You know Elon is gonna do what he wants to do. For better (electric cars, reusable rockets) or for worse (open his twitter feed any day of the week).
I suspect compliance for federal workers is very high, pardon the pun. Your average Joe fed is not going to be treated the same if they are caught using drugs vs elon being caught using drugs.
Some states allow from prescriptions, but it's still Federally illegal - and of course the Federal government doesn't care about state law when making decisions about security classifications.
> the Federal government doesn't care about state law when making decisions about security classifications.
I suspect this is less true than you think; since federal prosecution is blocked by law for state-legal use, one of the major security clearance reasons for it to be an issue (the leverage that the criminal behavior might give others over you because of prosecution risk) is very much affected by state law.
I never realized until the comments today that the reason you can't be on even state-legal prescribed drugs is because you become more open to blackmail and exploitation or prosecution risk.
But wouldn't debt of any kind, or regular motivations such as greed, family (maybe a relative got into drugs/trouble) be the same or even worse?
It just seems like a left-over relic from the 'reefer madness' days.
A big part of my early distrust for police stems from the lies they told me in D.A.R.E. 'class'. Marijuana will turn you into a drug-fueled criminal, it eats your brain cells like this spray paint on a Styrofoam cup, and they never come back, this is your brain (egg), this is your brain on 'drugs' (but it's an anti-weed commercial) and the egg starts frying in a pan.
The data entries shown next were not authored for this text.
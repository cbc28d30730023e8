use anyhow::Result;
use clap::Parser;
use tracing::debug;
use tracing_subscriber::{layer::SubscriberExt, util::SubscriberInitExt};

mod cli;

use cli::{Cli, Command};

#[tokio::main]
async fn main() -> Result<()> {
    let env_file_loaded = dotenvy::dotenv().is_ok();

    tracing_subscriber::registry()
        .with(
            tracing_subscriber::EnvFilter::try_from_default_env()
                .unwrap_or_else(|_| "info".into()),
        )
        .with(tracing_subscriber::fmt::layer().with_writer(std::io::stderr))
        .init();

    if env_file_loaded {
        debug!("loaded .env file");
    }

    let cli = Cli::parse();
    match cli.command {
        Command::Window(args) => cli::commands::window(args),
        Command::Path(args) => cli::commands::path(args),
        Command::Run(args) => cli::commands::run(args).await,
    }
}
//! Circular index arithmetic.
//!
//! Every index computation in the carousel goes through [`wrap`], so the
//! current index can never leave `0..len` regardless of how far a relative
//! move or an external target strays.

use carousel_model::Direction;

/// Reduce any integer onto the ring `0..len`.
///
/// `len` must be at least 1; slide sets guarantee this. The reduction is done
/// in `i128`, so every `i64` value and every `usize` length are accepted.
#[inline]
pub fn wrap(value: i64, len: usize) -> usize {
    wrap_wide(i128::from(value), len)
}

/// Reduce an index that may sit outside `0..len`, e.g. after the slide set
/// shrank.
#[inline]
pub fn wrap_index(index: usize, len: usize) -> usize {
    debug_assert!(len > 0, "ring length must be non-zero");
    index % len
}

fn wrap_wide(value: i128, len: usize) -> usize {
    debug_assert!(len > 0, "ring length must be non-zero");
    // 0 <= result < len <= usize::MAX
    value.rem_euclid(len as i128) as usize
}

/// Index `by` slides away from `index`, either way round.
#[inline]
pub fn shift(index: usize, by: i64, len: usize) -> usize {
    wrap_wide(index as i128 + i128::from(by), len)
}

/// Index one step away from `index` in `direction`.
#[inline]
pub fn neighbour(index: usize, direction: Direction, len: usize) -> usize {
    shift(index, direction.offset(), len)
}

/// Direction that reaches `to` from `from` in the fewest hops.
///
/// When both arcs are the same length the forward direction wins. That
/// tie-break decides which slides a go-to animation passes through, so it has
/// to stay stable.
pub fn shortest_direction(from: usize, to: usize, len: usize) -> Direction {
    if from == to {
        return Direction::Stay;
    }

    let forward = wrap_wide(to as i128 - from as i128, len);
    let backward = len - forward;

    if backward < forward {
        Direction::Backward
    } else {
        Direction::Forward
    }
}

/// Lazily yields every index visited when hopping from `from` to `target`,
/// both inclusive.
#[derive(Debug, Clone)]
pub struct HopPath {
    next: Option<usize>,
    target: usize,
    len: usize,
}

impl Iterator for HopPath {
    type Item = usize;

    fn next(&mut self) -> Option<usize> {
        let current = self.next?;
        self.next = (current != self.target).then(|| {
            let direction = shortest_direction(current, self.target, self.len);
            neighbour(current, direction, self.len)
        });
        Some(current)
    }
}

/// Walk from `from` to `target` one hop at a time. `target` may be any
/// integer; it is wrapped first.
pub fn hops(from: usize, target: i64, len: usize) -> HopPath {
    HopPath {
        next: Some(wrap_index(from, len)),
        target: wrap(target, len),
        len,
    }
}

/// Every index visited when hopping from `from` to `target`, both inclusive.
///
/// Collects [`hops`]; the path holds at most `len / 2 + 1` entries.
pub fn hop_path(from: usize, target: i64, len: usize) -> Vec<usize> {
    hops(from, target, len).collect()
}
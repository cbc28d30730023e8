use std::{
    fs,
    path::{Path, PathBuf},
    time::Duration,
};

use anyhow::{Context, anyhow};
use carousel_core::{CarouselOptions, DEFAULT_OFFSET_RADIUS, GOTO_INTERVAL};
use serde::{Deserialize, Serialize};

use crate::constants::{DEFAULT_ANIMATION_FRICTION, DEFAULT_ANIMATION_TENSION};

fn default_goto_interval_ms() -> u64 {
    GOTO_INTERVAL.as_millis() as u64
}

/// Source that produced the carousel configuration.
#[derive(Debug, Clone, PartialEq, Eq, Default)]
pub enum ConfigSource {
    #[default]
    Default,
    EnvPath(PathBuf),
    EnvInline,
    File(PathBuf),
}

/// Spring parameters forwarded untouched to the renderer. The navigation core
/// never animates anything itself.
#[derive(Debug, Clone, Copy, PartialEq, Deserialize, Serialize)]
#[serde(default)]
pub struct AnimationConfig {
    pub tension: f32,
    pub friction: f32,
}

impl Default for AnimationConfig {
    fn default() -> Self {
        Self {
            tension: DEFAULT_ANIMATION_TENSION,
            friction: DEFAULT_ANIMATION_FRICTION,
        }
    }
}

/// Top-level carousel settings.
#[derive(Debug, Clone, PartialEq, Deserialize, Serialize)]
#[serde(default)]
pub struct CarouselConfig {
    /// Neighbours shown on each side of the current slide. Negative values
    /// and values above `(slides - 1) / 2` are clamped when the window is
    /// computed.
    pub offset_radius: i64,
    /// Delay (ms) between two hops of an animated go-to. Zero is raised to
    /// one millisecond.
    #[serde(default = "default_goto_interval_ms")]
    pub goto_interval_ms: u64,
    /// Whether the renderer should draw previous/next affordances.
    pub show_navigation: bool,
    pub animation: AnimationConfig,
}

impl Default for CarouselConfig {
    fn default() -> Self {
        Self {
            offset_radius: DEFAULT_OFFSET_RADIUS,
            goto_interval_ms: default_goto_interval_ms(),
            show_navigation: true,
            animation: AnimationConfig::default(),
        }
    }
}

impl CarouselConfig {
    pub fn goto_interval(&self) -> Duration {
        Duration::from_millis(self.goto_interval_ms.max(1))
    }

    /// Controller options derived from this config.
    pub fn options(&self) -> CarouselOptions {
        CarouselOptions {
            offset_radius: self.offset_radius,
            goto_interval: self.goto_interval(),
        }
    }

    pub fn load_from_file(path: &Path) -> anyhow::Result<Self> {
        let contents = fs::read_to_string(path).with_context(|| {
            format!("failed to read carousel config from {}", path.display())
        })?;

        match path.extension().and_then(|ext| ext.to_str()) {
            Some("json") => Self::parse_json(&contents).with_context(|| {
                format!("invalid carousel config {}", path.display())
            }),
            Some("toml") | Some("tml") => {
                toml::from_str(&contents).map_err(|err| {
                    anyhow!(
                        "invalid carousel config {}: {}",
                        path.display(),
                        err
                    )
                })
            }
            _ => Self::parse_from_str(&contents, &path.display().to_string()),
        }
    }

    pub fn parse_from_str(
        contents: &str,
        origin: &str,
    ) -> anyhow::Result<Self> {
        // Try TOML first, then JSON for convenience.
        toml::from_str(contents).or_else(|toml_err| {
            serde_json::from_str(contents).map_err(|json_err| {
                anyhow!(
                    "failed to parse carousel config {}: toml error: {}; json error: {}",
                    origin,
                    toml_err,
                    json_err
                )
            })
        })
    }

    pub fn parse_json(raw: &str) -> anyhow::Result<Self> {
        serde_json::from_str(raw)
            .map_err(|err| anyhow!("invalid carousel config json: {err}"))
    }
}
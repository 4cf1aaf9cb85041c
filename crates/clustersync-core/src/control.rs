//! Connection-management messages: handshake and keepalive.
//!
//! These are handled by the connection itself and never reach a
//! registered protocol.

use bytes::Bytes;

use crate::error::{Result, WireError};
use crate::message::Message;
use crate::types::PeerIdx;

/// Networking version announced in the handshake. Peers with a
/// different version are refused.
pub const PROTOCOL_VERSION: u8 = 4;

/// Protocol id of the handshake exchanged right after connecting.
pub const HANDSHAKE: u8 = 1;
/// Protocol id of a keepalive request.
pub const PING: u8 = 2;
/// Protocol id of a keepalive answer.
pub const PONG: u8 = 3;

/// Lowest id a user protocol may register with. Ids below are reserved.
pub const FIRST_USER_PROTOCOL_ID: u8 = 10;

/// Whether the id belongs to the reserved internal range.
pub const fn is_reserved(protocol_id: u8) -> bool {
    protocol_id < FIRST_USER_PROTOCOL_ID
}

/// `{ peer index, protocol version }`, two bytes.
#[derive(Debug, Clone, Copy, PartialEq, Eq)]
pub struct Handshake {
    pub peer: PeerIdx,
    pub version: u8,
}

impl Handshake {
    pub fn new(peer: PeerIdx, version: u8) -> Self {
        Self { peer, version }
    }

    pub fn to_message(self) -> Message {
        Message::broadcast(HANDSHAKE, Bytes::copy_from_slice(&[self.peer.0, self.version]))
            .with_sender(self.peer)
    }

    pub fn decode(payload: &[u8]) -> Result<Self> {
        match payload {
            [peer, version] => Ok(Self {
                peer: PeerIdx(*peer),
                version: *version,
            }),
            _ => Err(WireError::MalformedControl {
                kind: "handshake",
                len: payload.len(),
            }),
        }
    }

    /// Whether the remote end speaks our networking version.
    pub fn is_compatible_with(&self, version: u8) -> bool {
        self.version == version
    }
}

/// Ping or pong payload: the sender's index, one byte.
#[derive(Debug, Clone, Copy, PartialEq, Eq)]
pub struct Keepalive {
    pub peer: PeerIdx,
}

impl Keepalive {
    pub fn new(peer: PeerIdx) -> Self {
        Self { peer }
    }

    pub fn ping(self) -> Message {
        self.to_message(PING)
    }

    pub fn pong(self) -> Message {
        self.to_message(PONG)
    }

    fn to_message(self, protocol_id: u8) -> Message {
        Message::broadcast(protocol_id, Bytes::copy_from_slice(&[self.peer.0])).with_sender(self.peer)
    }

    pub fn decode(payload: &[u8]) -> Result<Self> {
        match payload {
            [peer] => Ok(Self { peer: PeerIdx(*peer) }),
            _ => Err(WireError::MalformedControl {
                kind: "keepalive",
                len: payload.len(),
            }),
        }
    }
}

#[cfg(test)]
mod tests {
    use super::*;

    #[test]
    fn test_handshake_layout() {
        let msg = Handshake::new(PeerIdx(2), PROTOCOL_VERSION).to_message();
        assert_eq!(msg.protocol_id, HANDSHAKE);
        assert_eq!(msg.from, PeerIdx(2));
        assert_eq!(msg.payload.as_ref(), &[2, PROTOCOL_VERSION]);

        let frame = msg.encode();
        assert_eq!(&frame[..], &[2, HANDSHAKE, 0, 0, 0, 2, 2, PROTOCOL_VERSION]);
    }

    #[test]
    fn test_handshake_rejects_wrong_size() {
        assert!(Handshake::decode(&[1]).is_err());
        assert!(Handshake::decode(&[1, 2, 3]).is_err());
    }

    #[test]
    fn test_handshake_version_check() {
        let hs = Handshake::decode(&[0, PROTOCOL_VERSION + 1]).unwrap();
        assert!(!hs.is_compatible_with(PROTOCOL_VERSION));
        assert!(hs.is_compatible_with(PROTOCOL_VERSION + 1));
    }

    #[test]
    fn test_ping_pong_ids() {
        let ka = Keepalive::new(PeerIdx(7));
        assert_eq!(ka.ping().protocol_id, PING);
        assert_eq!(ka.pong().protocol_id, PONG);
        assert_eq!(Keepalive::decode(&ka.ping().payload).unwrap(), ka);
        assert!(Keepalive::decode(&[]).is_err());
    }

    #[test]
    fn test_reserved_range() {
        assert!(is_reserved(0));
        assert!(is_reserved(HANDSHAKE));
        assert!(is_reserved(9));
        assert!(!is_reserved(FIRST_USER_PROTOCOL_ID));
    }
}
//! Proptest generators for property-based testing.

use proptest::prelude::*;

use clustersync_core::{Message, PeerIdx, DEFAULT_PORT, FIRST_USER_PROTOCOL_ID};

/// Generate an assigned peer index.
pub fn peer_idx() -> impl Strategy<Value = PeerIdx> {
    (0u8..u8::MAX).prop_map(PeerIdx)
}

/// Generate a user protocol id.
pub fn user_protocol_id() -> impl Strategy<Value = u8> {
    FIRST_USER_PROTOCOL_ID..=u8::MAX
}

/// Generate a non-zero port.
pub fn port() -> impl Strategy<Value = u16> {
    1u16..=u16::MAX
}

/// Generate a host name or dotted IPv4 address.
pub fn host() -> impl Strategy<Value = String> {
    prop_oneof![
        any::<[u8; 4]>().prop_map(|o| format!("{}.{}.{}.{}", o[0], o[1], o[2], o[3])),
        "[a-z][a-z0-9-]{0,15}(\\.[a-z][a-z0-9-]{0,15}){0,2}",
    ]
}

/// Generate an IPv6 literal, without brackets.
pub fn ipv6_host() -> impl Strategy<Value = String> {
    any::<[u16; 8]>().prop_map(|s| std::net::Ipv6Addr::from(s).to_string())
}

/// Generate `(address string, expected host, expected port)` in every
/// accepted syntax.
pub fn peer_address_string() -> impl Strategy<Value = (String, String, u16)> {
    prop_oneof![
        host().prop_map(|h| (h.clone(), h, DEFAULT_PORT)),
        (host(), port()).prop_map(|(h, p)| (format!("{h}:{p}"), h, p)),
        ipv6_host()
            .prop_filter("needs two colons", |h| h.matches(':').count() > 1)
            .prop_map(|h| (h.clone(), h, DEFAULT_PORT)),
        (ipv6_host(), port()).prop_map(|(h, p)| (format!("[{h}]:{p}"), h, p)),
    ]
}

/// Generate payload bytes of specified max length.
pub fn payload(max_len: usize) -> impl Strategy<Value = Vec<u8>> {
    prop::collection::vec(any::<u8>(), 0..=max_len)
}

/// Generate a user message as received from a peer.
pub fn message() -> impl Strategy<Value = Message> {
    (peer_idx(), user_protocol_id(), payload(256))
        .prop_map(|(from, id, payload)| Message::broadcast(id, payload).with_sender(from))
}
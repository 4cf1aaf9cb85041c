//! The cluster node: configuration, connectivity queries and message routing.
//!
//! [`SyncNode`] is the owner handle used by the application thread. The
//! connection tasks and registered protocols only see the shared state
//! behind it ([`NodeShared`]), through an `Arc` or a weak [`SyncHandle`].
//!
//! Lock order is node registry, then peer. No lock is held while a
//! protocol callback runs.

use std::any::type_name;
use std::collections::{BTreeSet, HashMap, HashSet, VecDeque};
use std::net::{SocketAddr, ToSocketAddrs};
use std::sync::atomic::{AtomicBool, Ordering};
use std::sync::{Arc, OnceLock};
use std::time::Duration;

use parking_lot::{Condvar, Mutex};
use tokio::net::TcpSocket;

use clustersync_core::control::is_reserved;
use clustersync_core::{limits, Message, PeerAddress, PeerIdx};

use crate::config::NodeConfig;
use crate::error::{Result, SyncError};
use crate::peer::{Peer, PeerRole, PeerState};
use crate::protocol::{Protocol, SyncHandle};
use crate::reactor::Reactor;

/// Peer slots and timing, fixed at `initialize()`.
pub(crate) struct Topology {
    pub(crate) local: PeerIdx,
    /// Slots `0..local`, accepted inbound.
    pub(crate) alpha: Vec<Arc<Peer>>,
    /// Slots `local+1..`, dialed outbound. Slot `i` is at `i - local - 1`.
    pub(crate) beta: Vec<Arc<Peer>>,
    pub(crate) timeout: Duration,
    pub(crate) protocol_version: u8,
}

impl Topology {
    pub(crate) fn peers(&self) -> impl Iterator<Item = &Arc<Peer>> {
        self.alpha.iter().chain(self.beta.iter())
    }

    pub(crate) fn peer(&self, idx: PeerIdx) -> Option<&Arc<Peer>> {
        if idx < self.local {
            self.alpha.get(idx.as_usize())
        } else if idx > self.local {
            self.beta.get(idx.as_usize() - self.local.as_usize() - 1)
        } else {
            None
        }
    }

    pub(crate) fn peers_count(&self) -> usize {
        self.alpha.len() + self.beta.len()
    }
}

#[derive(Default)]
struct Registry {
    protocols: HashMap<u8, Arc<dyn Protocol>>,
    names: HashMap<String, u8>,
    /// Messages for ids with no handler yet, oldest first.
    unprocessed: VecDeque<Message>,
    /// Ids registered but still receiving their backlog. New messages for
    /// them queue behind it.
    draining: HashSet<u8>,
    /// Peers seen connected at least once.
    ever_connected: BTreeSet<PeerIdx>,
    stopped: bool,
}

/// State shared between the owner, the connection tasks and protocols.
pub(crate) struct NodeShared {
    topology: OnceLock<Arc<Topology>>,
    registry: Mutex<Registry>,
    changed: Condvar,
    exit_when_a_peer_is_disconnected: AtomicBool,
}
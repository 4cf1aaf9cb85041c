//! The background thread that owns every socket and timer.

use std::sync::Arc;
use std::thread::JoinHandle;
use std::time::Duration;

use tokio::net::TcpListener;
use tokio::runtime::Runtime;
use tokio::sync::oneshot;

use crate::error::Result;
use crate::node::{NodeShared, Topology};
use crate::peer::{accept_inbound, dial};

/// A running reactor thread.
pub(crate) struct Reactor {
    thread: Option<JoinHandle<()>>,
    shutdown: Option<oneshot::Sender<()>>,
}

impl Reactor {
    /// Spawn the thread: accept alpha peers on `listener`, dial every beta
    /// peer, until [`stop`](Self::stop).
    pub(crate) fn start(
        node: Arc<NodeShared>,
        topo: Arc<Topology>,
        runtime: Runtime,
        listener: TcpListener,
    ) -> Result<Self> {
        let (shutdown_tx, shutdown_rx) = oneshot::channel::<()>();
        let local = topo.local;

        let thread = std::thread::Builder::new()
            .name(format!("clustersync-{local}"))
            .spawn(move || {
                tracing::debug!(local = %local, "running reactor");
                runtime.block_on(async move {
                    tokio::spawn(accept_loop(Arc::clone(&node), Arc::clone(&topo), listener));
                    for peer in &topo.beta {
                        tokio::spawn(dial(Arc::clone(&node), Arc::clone(&topo), Arc::clone(peer)));
                    }
                    let _ = shutdown_rx.await;
                });
                runtime.shutdown_background();
                tracing::debug!(local = %local, "done running reactor");
            })?;

        Ok(Self {
            thread: Some(thread),
            shutdown: Some(shutdown_tx),
        })
    }

    /// Signal the thread and join it, unless called from the thread itself.
    pub(crate) fn stop(mut self) {
        if let Some(shutdown) = self.shutdown.take() {
            let _ = shutdown.send(());
        }
        let Some(thread) = self.thread.take() else {
            return;
        };
        if thread.thread().id() == std::thread::current().id() {
            tracing::debug!("reactor stopped from its own thread, not joining");
            return;
        }
        if thread.join().is_err() {
            tracing::error!("reactor thread panicked");
        }
    }
}

async fn accept_loop(node: Arc<NodeShared>, topo: Arc<Topology>, listener: TcpListener) {
    tracing::debug!(local = %topo.local, "listening to incoming connections");
    loop {
        match listener.accept().await {
            Ok((stream, remote)) => {
                tracing::debug!(local = %topo.local, %remote, "received incoming connection");
                tokio::spawn(accept_inbound(
                    Arc::clone(&node),
                    Arc::clone(&topo),
                    stream,
                    remote,
                ));
            }
            Err(e) => {
                tracing::warn!(local = %topo.local, error = %e, "incoming connection problem");
                tokio::time::sleep(Duration::from_millis(100)).await;
            }
        }
    }
}
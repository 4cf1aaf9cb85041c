//! The protocol capability set and the node back-reference handed to it.
//!
//! A protocol is a message handler keyed by a one-byte id. The node routes
//! every received message whose id matches to [`Protocol::process_message`],
//! always on the reactor thread and never while holding a node lock, so a
//! protocol may call back into the node (e.g. to reply).

use std::any::Any;
use std::collections::BTreeSet;
use std::sync::{Arc, Weak};

use clustersync_core::{Message, PeerIdx};

use crate::error::{Result, SyncError};
use crate::node::NodeShared;

/// Type-erasure helper that lets `Arc<dyn Protocol>` be downcast to the
/// concrete protocol type. Implemented for every eligible type.
pub trait ProtocolAny: Any + Send + Sync {
    fn into_any(self: Arc<Self>) -> Arc<dyn Any + Send + Sync>;
}

impl<T: Any + Send + Sync> ProtocolAny for T {
    fn into_any(self: Arc<Self>) -> Arc<dyn Any + Send + Sync> {
        self
    }
}

/// A pluggable message handler registered with a [`SyncNode`](crate::SyncNode).
///
/// Callbacks run on the reactor thread and must return promptly; heavy
/// work belongs on the application thread.
pub trait Protocol: ProtocolAny {
    /// The id carried in the header of every message of this protocol.
    /// Must be at least [`FIRST_USER_PROTOCOL_ID`](clustersync_core::FIRST_USER_PROTOCOL_ID).
    fn protocol_id(&self) -> u8;

    /// Called once when the protocol is registered.
    fn attach(&self, node: SyncHandle);

    /// A complete message for this protocol arrived.
    fn process_message(&self, message: Message);

    /// The connection to `peer` was lost, or replaced by a new one from
    /// the same peer. A notification only.
    fn lost_peer(&self, _peer: PeerIdx) {}

    /// The node is shutting down. Best-effort cleanup; wake any waiters.
    fn close(&self) {}
}

/// Weak back-reference from a protocol to its node.
///
/// Holding a handle does not keep the node alive; once the node is torn
/// down every operation degrades to a no-op or [`SyncError::Closed`].
#[derive(Clone, Default)]
pub struct SyncHandle {
    shared: Weak<NodeShared>,
}

impl SyncHandle {
    pub(crate) fn new(shared: &Arc<NodeShared>) -> Self {
        Self {
            shared: Arc::downgrade(shared),
        }
    }

    /// A handle bound to no node, for protocols used standalone.
    pub fn detached() -> Self {
        Self::default()
    }

    /// Send to one peer or broadcast. Never blocks.
    pub fn send_message(&self, message: Message) {
        match self.shared.upgrade() {
            Some(shared) => shared.send_message(message),
            None => tracing::debug!(
                protocol_id = message.protocol_id,
                "dropping message from a protocol whose node is gone"
            ),
        }
    }

    /// Index of the local node, once initialized.
    pub fn local_peer_idx(&self) -> Option<PeerIdx> {
        self.shared.upgrade().and_then(|s| s.local_peer_idx())
    }

    /// Number of peers, not counting the local one.
    pub fn peers_count(&self) -> usize {
        self.shared.upgrade().map_or(0, |s| s.peers_count())
    }

    /// Indices of the peers currently connected. Applies the node's
    /// exit-on-disconnect policy.
    pub fn connected_peers(&self) -> Result<BTreeSet<PeerIdx>> {
        let shared = self.shared.upgrade().ok_or(SyncError::Closed)?;
        shared.connected_peers()
    }

    /// Whether the node was shut down or dropped.
    pub fn is_closed(&self) -> bool {
        self.shared.upgrade().map_or(true, |s| s.is_stopped())
    }
}

impl std::fmt::Debug for SyncHandle {
    fn fmt(&self, f: &mut std::fmt::Formatter<'_>) -> std::fmt::Result {
        f.debug_struct("SyncHandle")
            .field("local_peer_idx", &self.local_peer_idx())
            .field("closed", &self.is_closed())
            .finish()
    }
}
They spent years trying to convince the very young and very old that weed==narcotics.
As I've gotten older I've realized almost everyone has some issue- addiction, drug use, over-indulgence of whatever, just seems some are hell bent on hiding it and pretending they don't.
Admittedly, I'm pretty far from that world, but I follow a bunch of NatSec folks on Twitter and Bradley Moss and Mark Zaid are specialist NatSec lawyers who represent many people denied clearances;
> since federal prosecution is blocked by law for state-legal use
Source for that? One would think the supremacy clause overrides any idea of state law.
> This Constitution, and the Laws of the United States which shall be made in Pursuance thereof; and all Treaties made, or which shall be made, under the Authority of the United States, shall be the supreme Law of the Land; and the Judges in every State shall be bound thereby, any thing in the Constitution or Laws of any State to the Contrary notwithstanding.
Seems pretty cut and dry to me that if its federally illegal its still illegal within the states. The only question is if the federal government really cares to enforce the law in states where a large population of the state is openly breaking the federal laws.